TASK MATERIAL: Begin
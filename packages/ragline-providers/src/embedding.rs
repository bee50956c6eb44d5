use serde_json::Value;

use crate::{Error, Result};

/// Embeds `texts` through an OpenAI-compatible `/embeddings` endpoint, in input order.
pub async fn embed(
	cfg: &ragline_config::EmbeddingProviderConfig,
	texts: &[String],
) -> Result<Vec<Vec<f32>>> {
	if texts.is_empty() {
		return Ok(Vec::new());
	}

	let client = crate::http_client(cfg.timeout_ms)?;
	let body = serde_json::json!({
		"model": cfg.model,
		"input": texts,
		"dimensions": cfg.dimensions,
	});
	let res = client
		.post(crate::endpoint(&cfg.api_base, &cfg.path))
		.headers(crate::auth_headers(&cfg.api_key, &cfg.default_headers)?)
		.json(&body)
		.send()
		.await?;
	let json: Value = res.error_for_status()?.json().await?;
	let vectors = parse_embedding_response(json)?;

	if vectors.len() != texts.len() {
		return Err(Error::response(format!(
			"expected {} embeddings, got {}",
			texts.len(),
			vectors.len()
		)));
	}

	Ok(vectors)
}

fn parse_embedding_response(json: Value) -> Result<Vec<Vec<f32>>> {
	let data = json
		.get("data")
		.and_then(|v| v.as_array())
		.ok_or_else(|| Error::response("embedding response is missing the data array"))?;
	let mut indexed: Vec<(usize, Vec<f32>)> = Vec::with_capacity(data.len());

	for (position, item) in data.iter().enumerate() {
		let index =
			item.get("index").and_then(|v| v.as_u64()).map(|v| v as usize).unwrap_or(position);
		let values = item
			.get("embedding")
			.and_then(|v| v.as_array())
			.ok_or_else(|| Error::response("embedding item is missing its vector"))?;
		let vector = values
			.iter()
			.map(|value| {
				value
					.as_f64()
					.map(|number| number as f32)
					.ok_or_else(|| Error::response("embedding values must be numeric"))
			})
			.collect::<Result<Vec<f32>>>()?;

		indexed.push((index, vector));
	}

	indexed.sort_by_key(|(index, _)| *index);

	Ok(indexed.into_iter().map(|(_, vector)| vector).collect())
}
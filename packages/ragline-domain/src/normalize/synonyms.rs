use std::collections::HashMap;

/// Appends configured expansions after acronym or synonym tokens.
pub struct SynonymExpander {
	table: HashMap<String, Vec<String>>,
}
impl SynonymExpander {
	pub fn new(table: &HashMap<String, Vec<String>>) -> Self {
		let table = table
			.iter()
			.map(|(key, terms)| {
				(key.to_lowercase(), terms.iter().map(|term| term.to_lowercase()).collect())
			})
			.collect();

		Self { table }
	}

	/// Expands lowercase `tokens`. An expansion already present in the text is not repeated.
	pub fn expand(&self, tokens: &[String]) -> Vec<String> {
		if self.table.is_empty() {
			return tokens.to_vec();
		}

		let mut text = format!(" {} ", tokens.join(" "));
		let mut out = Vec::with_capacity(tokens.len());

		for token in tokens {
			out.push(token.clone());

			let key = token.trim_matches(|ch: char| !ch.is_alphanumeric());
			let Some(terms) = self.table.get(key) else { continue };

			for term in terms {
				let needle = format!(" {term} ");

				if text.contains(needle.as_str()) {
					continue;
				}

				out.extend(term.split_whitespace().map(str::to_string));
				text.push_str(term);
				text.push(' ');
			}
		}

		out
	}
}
TASK MATERIAL: End
TASK MATERIAL: Begin
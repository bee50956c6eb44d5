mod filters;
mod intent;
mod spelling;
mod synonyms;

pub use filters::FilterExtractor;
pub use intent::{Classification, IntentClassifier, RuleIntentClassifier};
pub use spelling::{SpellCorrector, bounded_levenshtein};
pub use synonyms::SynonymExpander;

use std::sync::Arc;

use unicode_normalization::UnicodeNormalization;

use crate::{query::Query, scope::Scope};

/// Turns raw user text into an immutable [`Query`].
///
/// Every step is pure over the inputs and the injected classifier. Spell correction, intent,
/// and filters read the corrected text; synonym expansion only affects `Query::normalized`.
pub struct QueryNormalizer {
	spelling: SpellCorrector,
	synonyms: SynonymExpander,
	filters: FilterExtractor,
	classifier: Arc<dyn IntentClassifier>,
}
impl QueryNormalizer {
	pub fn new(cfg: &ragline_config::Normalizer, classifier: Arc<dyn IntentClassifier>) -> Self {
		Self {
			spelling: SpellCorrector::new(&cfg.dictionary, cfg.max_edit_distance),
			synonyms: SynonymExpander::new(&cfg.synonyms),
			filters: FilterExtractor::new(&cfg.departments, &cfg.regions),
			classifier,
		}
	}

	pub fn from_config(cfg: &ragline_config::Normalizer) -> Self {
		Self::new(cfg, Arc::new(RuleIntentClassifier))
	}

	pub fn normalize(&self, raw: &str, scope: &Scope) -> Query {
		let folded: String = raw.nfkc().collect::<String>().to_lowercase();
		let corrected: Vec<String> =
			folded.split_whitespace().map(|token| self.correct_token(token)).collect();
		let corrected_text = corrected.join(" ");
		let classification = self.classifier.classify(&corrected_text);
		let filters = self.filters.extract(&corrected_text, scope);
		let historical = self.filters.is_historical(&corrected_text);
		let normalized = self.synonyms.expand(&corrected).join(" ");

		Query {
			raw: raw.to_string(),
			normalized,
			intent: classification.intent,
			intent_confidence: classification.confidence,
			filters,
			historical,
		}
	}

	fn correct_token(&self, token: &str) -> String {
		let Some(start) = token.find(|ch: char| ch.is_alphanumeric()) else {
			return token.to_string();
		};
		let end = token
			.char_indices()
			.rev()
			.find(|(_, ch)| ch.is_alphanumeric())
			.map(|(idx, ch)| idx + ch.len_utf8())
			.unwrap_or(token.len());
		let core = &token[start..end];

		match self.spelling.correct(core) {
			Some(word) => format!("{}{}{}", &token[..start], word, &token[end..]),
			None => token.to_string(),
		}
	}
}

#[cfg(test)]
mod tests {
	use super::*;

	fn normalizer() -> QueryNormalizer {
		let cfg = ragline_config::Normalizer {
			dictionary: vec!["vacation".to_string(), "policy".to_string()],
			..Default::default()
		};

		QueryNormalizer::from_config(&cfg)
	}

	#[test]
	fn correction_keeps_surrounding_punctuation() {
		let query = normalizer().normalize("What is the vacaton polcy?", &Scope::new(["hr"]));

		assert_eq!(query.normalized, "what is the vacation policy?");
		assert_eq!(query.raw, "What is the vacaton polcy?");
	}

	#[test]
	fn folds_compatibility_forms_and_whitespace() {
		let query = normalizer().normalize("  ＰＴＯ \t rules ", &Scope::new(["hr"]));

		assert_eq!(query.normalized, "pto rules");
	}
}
TASK MATERIAL: End
### THE TASK:
In the records above, find every line containing the word "vacation" and show it.

### SOLUTION TO THIS TASK:
			dictionary: vec!["vacation".to_string(), "policy".to_string()],
		assert_eq!(query.normalized, "what is the vacation policy?");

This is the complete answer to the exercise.